Millimeter-Wave (mm-Wave)

Massive Multiple-Input Multiple-Output (m-MIMO)

Hybrid Beamforming

Graph Neural Network (GNN)

U-Net

I. Introduction

For attaining the highest spectral efficiency with reduced hardware complexity in practical millimeter-Wave (mm-Wave) massive multiple-input multiple-output (m-MIMO) systems, the Hybrid beamforming which combines the low-dimensional digital precoding with high-dimensional analog beamforming is used [1], [2]. Due to the prohibitive cost and power consumption for one RF chain per antenna element of fully digital precoding technique makes it infeasible in practice at mmWave frequencies. Ayach et al. proposed mm-Wave MIMO systems with spatially sparse precoding [3]. Alkhateeb et al. is also used the spatial sparse precoding as a base and introduced hybrid precoding and channel estimation via compressive sensing [4]. In [5], various designs for hybrid beamforming including (i) fully-connected design which delivers high flexibility (ii) partially-connected design which is lower in cost, have been explored. However, the main drawbacks faced by these designs is increased hardware cost with high complexity and reduced beamforming gain in fully-connected and partially-connected design respectively [5]. For the reduction of complexity and power consumption, the analog processing techniques with lens antenna arrays and switch-based networks was proposed in [6], [7]. However, it also faced limitations such as hindered system performance with less flexibility. Therefore, Park et al. proposed hybrid precoding using dynamic subarrays to address the above-mentioned issues in wideband mm-Wave MIMO systems [8]. Moreover, the multi-user hybrid precoding with analog beam codebook was also studied in [9], [10]. Sohrabi F. et al. proposed a hybrid beamforming design with large-scale arrays of antennas for orthogonal frequency division multiplexing access (OFDM)-based systems [11].

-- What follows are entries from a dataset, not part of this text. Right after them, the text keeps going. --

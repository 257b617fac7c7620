use crate::error::CliError;
use std::path::PathBuf;
use xpdfkit_core::client::PdfToTextOptions;
use xpdfkit_core::tools::{CommonOptions, PdftotextOptions};
use xpdfkit_core::{OneOrMany, RunOptions, Xpdf};

pub async fn run(
    xpdf: &Xpdf,
    pdf: PathBuf,
    out: Option<PathBuf>,
    layout: bool,
    first_page: Option<u32>,
    last_page: Option<u32>,
    run_opts: &RunOptions,
) -> Result<(), CliError> {
    let to_stdout = out.is_none();
    let options = PdfToTextOptions {
        tool: PdftotextOptions {
            common: CommonOptions {
                first_page,
                last_page,
                ..Default::default()
            },
            layout,
            ..Default::default()
        },
        // "-" streams the text to stdout instead of a file.
        output: Some(OneOrMany::One(out.unwrap_or_else(|| PathBuf::from("-")))),
    };

    let result = xpdf.pdf_to_text(pdf, &options, Some(run_opts)).await?;
    if let OneOrMany::One(run) = result {
        if to_stdout {
            print!("{}", run.stdout);
        }
        if run.exit_code != 0 {
            eprint!("{}", run.stderr);
            std::process::exit(run.exit_code.clamp(1, 255));
        }
    }
    Ok(())
}
use crate::error::XpdfError;
use crate::exec::run::{run, RunOptions, RunResult};
use crate::tool::ToolName;
use crate::tools::common::{apply_common_options, apply_passthrough, push_path, CommonOptions};
use std::path::Path;

#[derive(Debug, Clone, Default)]
pub struct PdftohtmlOptions {
    pub common: CommonOptions,
    /// Initial zoom factor (`-zoom`).
    pub zoom: Option<f64>,
    /// Emit XML instead of HTML (`-xml`).
    pub xml: bool,
    pub noframes: bool,
    /// Include document metadata (`-meta`).
    pub meta: bool,
}

fn build_args(input: &Path, output_dir: Option<&Path>, options: &PdftohtmlOptions) -> Vec<String> {
    let mut args = Vec::new();
    apply_common_options(&mut args, &options.common);
    if let Some(zoom) = options.zoom {
        args.push("-zoom".into());
        args.push(zoom.to_string());
    }
    if options.xml {
        args.push("-xml".into());
    }
    if options.noframes {
        args.push("-noframes".into());
    }
    if options.meta {
        args.push("-meta".into());
    }
    apply_passthrough(&mut args, &options.common);
    push_path(&mut args, input);
    if let Some(dir) = output_dir {
        push_path(&mut args, dir);
    }
    args
}

/// Convert to HTML in `output_dir` (the tool's own default directory naming
/// applies when absent).
pub async fn pdftohtml(
    input: &Path,
    output_dir: Option<&Path>,
    options: &PdftohtmlOptions,
    run_opts: &RunOptions,
) -> Result<RunResult, XpdfError> {
    run(
        ToolName::Pdftohtml,
        &build_args(input, output_dir, options),
        run_opts,
    )
    .await
}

Other than this, various machine learning techniques have been merged with hybrid beamforming techniques for predicting the beamforming vectors, hybrid end-to-end precoding, estimating the channel, and enabling the efficient beam prediction with limited pilot overhead [12], [13], [14], [15]. Ahmet M. E. et al. presented a beamforming design by using convolutional neural network (CNN) that utilizes the covariance matrices in place of present CSI and attained comparatively better performance in terms of sum rate due to significant reduction in overhead [16]. In addition to this, Zhao X. introduced a WMMSE based design for solving the Hybrid beamforming optimization problem consistently with main focus on maximizing the spectral efficiency [17]. For effectively estimating the frequency-selective channels in mm-Wave range, a deep learning (DL) technique is used in [18]with high improvement in normalized mean squared error (NMSE) at low SNR conditions. Furthermore, Morsali et al., presented a practical DL based hybrid technique with the help of unified neural networks for achieving the optimum performance with restricted number of RF chains [19]. Other than this, Banerjee B. et al., introduced a CGAN (conditional generative adversarial network) -based hybrid beamforming for mm-Wave massive MIMO systems for the improvement in the spectral efficiency [20]. Afterwards, Ramineni et al., presented an analysis for the comparison of different hybrid beamforming techniques and found that when the hybrid techniques are integrated with deep learning techniques the received performance is quite comparable to performance of fully digital precoding technique, and requires significant fewer number of RF chains[21].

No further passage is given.